Kenneth shuddered.
“My God, how horrible!” he cried. “But you were avenged, Sir Crispin,” he added eagerly; “you were avenged?”
“When I regained consciousness,” Crispin continued, as if he had not heard Kenneth's exclamation, “the cottage was in flames, set alight by them to burn the evidence of their foul deed. What I did I know not. I have tried to urge my memory along from the point of my awakening, but in vain. By what miracle I crawled forth, I cannot tell; but in the morning I was found by my man lying prone in the garden, half a dozen paces from the blackened ruins of the cottage, as near death as man may go and live.
“God willed that I should not die, but it was close upon a year before I was restored to any semblance of my former self, and then I was so changed that I was hardly to be recognized as that same joyous, vigorous lad, who had set out, fowling-piece on shoulder, one fine morning a year agone. There was grey in my hair, as much as there is now, though I was but twenty-one; my face was seared and marked as that of a man who had lived twice my years. It was to my faithful servant that I owed my life, though I ask myself to-night whether I have cause for gratitude towards him on that score.

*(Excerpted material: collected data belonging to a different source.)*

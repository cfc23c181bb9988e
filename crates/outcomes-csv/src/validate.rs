//! Structural validation of an uploaded outcomes file.
//!
//! Pipeline:
//!   raw bytes
//!     └─ EncodingChain::decode()   → text under the first clean encoding
//!          └─ csv records           → header + data rows
//!               └─ HeaderMap        → column positions, per-row checks
//!                    └─ OutcomeTable → trimmed rows ready to ingest
//!
//! Checks run in a fixed order and stop at the first failure.

use std::path::Path;

use chrono::{DateTime, Utc};
use csv::StringRecord;
use outcomes_core::outcome::NewOutcome;
use serde::{Deserialize, Serialize};
use tracing::{debug, warn};

use crate::{
  Error, Result,
  encoding::{Decoded, Encoding, EncodingChain},
  header::HeaderMap,
};

// ─── Parsed table ────────────────────────────────────────────────────────────

/// One data row that passed every check.
#[derive(Debug, Clone, PartialEq, Eq)]
pub struct ValidatedRow {
  /// 1-based position in the file, header = row 1.
  pub row:        usize,
  pub patient_id: String,
  pub outcome:    String,
}

/// A fully validated upload, decoded once.
#[derive(Debug, Clone)]
pub struct OutcomeTable {
  pub encoding: Encoding,
  pub rows:     Vec<ValidatedRow>,
}

impl OutcomeTable {
  pub fn len(&self) -> usize { self.rows.len() }

  pub fn is_empty(&self) -> bool { self.rows.is_empty() }

  /// Turn the rows into a batch, in file order, all stamped with the same
  /// `recorded_at`. Duplicate patient ids are kept; the last one ends up
  /// current.
  pub fn into_records(self, recorded_at: DateTime<Utc>) -> Vec<NewOutcome> {
    self
      .rows
      .into_iter()
      .map(|r| NewOutcome::new(r.patient_id, r.outcome, recorded_at))
      .collect()
  }
}

/// Decode `bytes` and run every structural check.
pub fn parse(bytes: &[u8], chain: &EncodingChain) -> Result<OutcomeTable> {
  let Decoded { encoding, text } = chain.decode(bytes)?;
  debug!(%encoding, bytes = bytes.len(), "decoded upload");

  if text.is_empty() {
    return Err(Error::Empty);
  }

  let mut reader = csv::ReaderBuilder::new()
    .has_headers(false)
    .flexible(true)
    .from_reader(text.as_bytes());
  let mut record = StringRecord::new();

  // A leading empty line is an empty header.
  if blank_line_at(&text, 0) || !reader.read_record(&mut record)? {
    return Err(Error::MissingHeader);
  }
  debug!(header = ?record, "csv header");

  let columns = HeaderMap::from_header(&record)?;

  let mut rows = Vec::new();
  let mut row = 1;
  loop {
    // The reader drops empty lines; each one is still a row with no columns.
    if blank_line_at(&text, reader.position().byte() as usize) {
      return Err(Error::RowWidth {
        row:      row + 1,
        expected: columns.width(),
        found:    0,
      });
    }
    if !reader.read_record(&mut record)? {
      break;
    }
    row += 1;

    let (patient_id, outcome) = columns.extract(&record, row)?;
    rows.push(ValidatedRow {
      row,
      patient_id: patient_id.to_owned(),
      outcome: outcome.to_owned(),
    });
  }

  Ok(OutcomeTable { encoding, rows })
}

/// Whether an empty line starts at byte `at`. The `\n` of a `\r\n` that
/// ended the previous record may still be unread at `at`.
fn blank_line_at(text: &str, at: usize) -> bool {
  let bytes = text.as_bytes();
  let before = at.checked_sub(1).and_then(|i| bytes.get(i)).copied();
  let at = match (before, bytes.get(at).copied()) {
    (Some(b'\r'), Some(b'\n')) => at + 1,
    _ => at,
  };
  matches!(bytes.get(at).copied(), Some(b'\r' | b'\n'))
}

// ─── Verdict ─────────────────────────────────────────────────────────────────

pub const VALID_MESSAGE: &str = "CSV is valid";

/// Pass/fail plus the message to show the uploader.
#[derive(Debug, Clone, PartialEq, Eq, Serialize, Deserialize)]
pub struct Verdict {
  pub is_valid: bool,
  pub message:  String,
}

impl Verdict {
  pub fn valid() -> Self {
    Self {
      is_valid: true,
      message:  VALID_MESSAGE.to_owned(),
    }
  }

  pub fn invalid(message: impl Into<String>) -> Self {
    Self {
      is_valid: false,
      message:  message.into(),
    }
  }
}

impl From<&Error> for Verdict {
  fn from(e: &Error) -> Self { Self::invalid(e.to_string()) }
}

/// Validate `bytes`, folding any failure into the verdict's message.
pub fn validate(bytes: &[u8], chain: &EncodingChain) -> Verdict {
  match parse(bytes, chain) {
    Ok(table) => {
      debug!(encoding = %table.encoding, rows = table.len(), "csv is valid");
      Verdict::valid()
    }
    Err(e) => {
      warn!(error = %e, row = ?e.row(), "csv rejected");
      Verdict::from(&e)
    }
  }
}

/// Validate a file on disk. Read errors become a failed verdict too.
pub fn validate_path(path: impl AsRef<Path>, chain: &EncodingChain) -> Verdict {
  match std::fs::read(path.as_ref()) {
    Ok(bytes) => validate(&bytes, chain),
    Err(e) => {
      let e = Error::from(e);
      warn!(error = %e, path = %path.as_ref().display(), "could not read csv");
      Verdict::from(&e)
    }
  }
}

“So soon as I had regained sufficient strength, I went secretly home, wishing that men might continue to believe me dead. My father I found much aged by grief, but he was kind and tender with me beyond all words. From him I had it that our enemies were gone to France; it would seem they had thought it better to remain absent for a while. He had learnt that they were in Paris, and hither I determined forthwith to follow them. Vainly did my father remonstrate with me; vainly did he urge me rather: to bear my story to the King at Whitehall and seek for justice. I had been well advised had I obeyed this counsel, but I burned to take my vengeance with my own hands, and with this purpose I repaired to France.
“Two nights after my arrival in Paris it was my ill-fortune to be embroiled in a rough-and-tumble in the streets, and by an ill-chance I killed a man—the first was he of several that I have sent whither I am going to-morrow. The affair was like to have cost me my life, but by another of those miracles which have prolonged it, I was sent instead to the galleys on the Mediterranean. It was only wanting that, after all that already I had endured, I should become a galley-slave!
“For twelve long years I toiled at an oar, and waited. If I lived I would return to England; and if I returned, woe unto those that had wrecked my life—my body and my soul. I did live, and I did return. The Civil War had broken out, and I came to throw my sword into the balance on the King's side: I came, too, to be avenged, but that would wait.
“Meanwhile, the score had grown heavier. I went home to find the castle in usurping hands—in the hands of my enemies. My father was dead; he died a few months after I had gone to France; and those murderers had advanced a claim that through my marriage with their cousin, since dead, and through my own death, there being no next of kin, they were the heirs-at-law. The Parliament allowed their claim, and they were installed. But when I came they were away, following the fortunes of the Parliament that had served them so well. And so I determined to let my vengeance wait until the war were ended and the Parliament destroyed. In a hundred engagements did I distinguish myself by my recklessness even as at other seasons I distinguished myself by my debaucheries.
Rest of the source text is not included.